Kasur di sampingnya bergoyang lagi, Eijirou beranjak, meringsut ke sisi yang bersebrangan dari sisinya, dan duduk di tepi. Denki mencoba ikut duduk dengan susah payah.
"Sini."
Eijirou yang sudah berdiri langsung meraih tubuh Denki, menopang tubuhnya gaya bridal, disusul pekik kaget dari objek yang digendong. Keduanya belum memakai sehelai benangpun, jadi hawa dingin makin terasa setelah tubuhnya tak lagi berbalut selimut.
Memasuki kamar mandi, Denki duduk dibangku kayu dan membasuh tubuh, sedangkan Eijirou berdiri di bawah pancuran air. Dan entah mengapa kelereng merah Eijirou tak pernah lepas memandangi Denki yang mulai risih. Dan saat berada dalam bathtub pun, Eijirou yang memangku Denki masih tak henti-hentinya memperhatikan tubuh kekasihnya dari belakang. Denki tidak tahan lagi,
"Apaan sih liat-liat?"
"Nggak~"
Satu helaan napas, "Jangan pandangi aku seperti itu, dasar mesum."
Eijirou nyengir, "Habis, tubuh indah kamu yang penuh tanda kepemilikan dariku itu jadi kayak semacam karya seni. Aku ini hebat, ya?!"
"Baaaaaa—ka."
Tawa Eijirou yang menggema rendah adalah satu-satunya suara yang menyusul kemudian. Tujuh menit umur keduanya kemudian dipakai untuk menikmati hening dalam temperatur tubuh yang saling bertukar.
Eijirou mengistirahatkan dagunya pada bahu Denki, "Mau lanjut ronde enam lagi?"
Ia tahu kapasitas kerinduan Denki yang belum cukup terobati membuatnya takkan bisa menolak.
.
end.
A/N
Ummm mereka ini kapal minor apa bukan ya?

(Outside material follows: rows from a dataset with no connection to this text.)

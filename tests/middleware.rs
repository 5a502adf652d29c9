//! Middleware tests through the full server: cross-origin headers on every
//! response and JSON body handling end to end.

use axum::{routing::post, Extension, Json, Router};
use serde_json::{json, Value};

use products_backend::{JsonBody, ServerConfig};

mod common;

/// Collaborator that echoes the parsed JSON body it received, or null when
/// the parsing stage attached nothing.
fn json_echo_router() -> Router {
    async fn echo(body: Option<Extension<JsonBody>>) -> Json<Value> {
        match body {
            Some(Extension(parsed)) => Json(parsed.0),
            None => Json(Value::Null),
        }
    }
    Router::new().route("/", post(echo))
}

#[tokio::test]
async fn cors_headers_are_present_on_every_response() {
    let (addr, shutdown) = common::start_server(ServerConfig::default(), json_echo_router()).await;
    let client = common::client();

    // Matched route, unmatched route, and a method the collaborator does
    // not handle: all carry the permissive CORS header.
    for (method, path, expected_status) in [
        (reqwest::Method::POST, "/api/products", 200),
        (reqwest::Method::GET, "/definitely/not/mounted", 404),
        (reqwest::Method::GET, "/api/products", 405),
    ] {
        let response = client
            .request(method.clone(), format!("http://{}{}", addr, path))
            .header("origin", "http://localhost:3000")
            .send()
            .await
            .unwrap();
        assert_eq!(response.status(), expected_status, "{} {}", method, path);
        assert_eq!(
            response
                .headers()
                .get("access-control-allow-origin")
                .expect("CORS header missing"),
            "*"
        );
    }

    shutdown.trigger();
}

#[tokio::test]
async fn configured_origins_narrow_the_policy() {
    let mut config = ServerConfig::default();
    config.cors.allowed_origins = vec!["http://localhost:3000".into()];

    let (addr, shutdown) = common::start_server(config, json_echo_router()).await;
    let client = common::client();

    let response = client
        .post(format!("http://{}/api/products", addr))
        .header("origin", "http://localhost:3000")
        .json(&json!({}))
        .send()
        .await
        .unwrap();
    assert_eq!(
        response
            .headers()
            .get("access-control-allow-origin")
            .unwrap(),
        "http://localhost:3000"
    );

    shutdown.trigger();
}

#[tokio::test]
async fn malformed_json_gets_400_and_the_server_keeps_serving() {
    let (addr, shutdown) = common::start_server(ServerConfig::default(), json_echo_router()).await;
    let client = common::client();
    let url = format!("http://{}/api/products", addr);

    let response = client
        .post(&url)
        .header("content-type", "application/json")
        .body("{definitely not json")
        .send()
        .await
        .unwrap();
    assert_eq!(response.status(), 400);

    // The process is still up and serving.
    let response = client
        .post(&url)
        .json(&json!({ "name": "yerba", "price": 1200 }))
        .send()
        .await
        .unwrap();
    assert_eq!(response.status(), 200);

    shutdown.trigger();
}

#[tokio::test]
async fn parsed_json_reaches_the_collaborator() {
    let (addr, shutdown) = common::start_server(ServerConfig::default(), json_echo_router()).await;
    let client = common::client();

    let sent = json!({ "name": "yerba", "tags": ["organic", "1kg"] });
    let echoed: Value = client
        .post(format!("http://{}/api/products", addr))
        .json(&sent)
        .send()
        .await
        .unwrap()
        .json()
        .await
        .unwrap();
    assert_eq!(echoed, sent);

    shutdown.trigger();
}

#[tokio::test]
async fn oversized_json_body_is_rejected_with_413() {
    let mut config = ServerConfig::default();
    config.limits.max_body_bytes = 64;

    let (addr, shutdown) = common::start_server(config, json_echo_router()).await;
    let client = common::client();

    let response = client
        .post(format!("http://{}/api/products", addr))
        .header("content-type", "application/json")
        .body(format!("\"{}\"", "x".repeat(256)))
        .send()
        .await
        .unwrap();
    assert_eq!(response.status(), 413);

    shutdown.trigger();
}

#[tokio::test]
async fn non_json_bodies_are_left_alone() {
    let (addr, shutdown) = common::start_server(ServerConfig::default(), json_echo_router()).await;
    let client = common::client();

    let echoed: Value = client
        .post(format!("http://{}/api/products", addr))
        .header("content-type", "text/plain")
        .body("{this would not parse}")
        .send()
        .await
        .unwrap()
        .json()
        .await
        .unwrap();
    assert_eq!(echoed, Value::Null);

    shutdown.trigger();
}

btw percaya nggak aku lagi ngais-ngais folder lama dan menemukan fic ini ditengah tumpukan sampah dan ternyata ini fic udah kelar diketik dari setengah tahun lalu. dan ketika dibaca ulang dan direvisi sedikit aku mikir rada sayang kalo nggak di publish. ah ini sebagian kecil idenya ada disumbang temenku.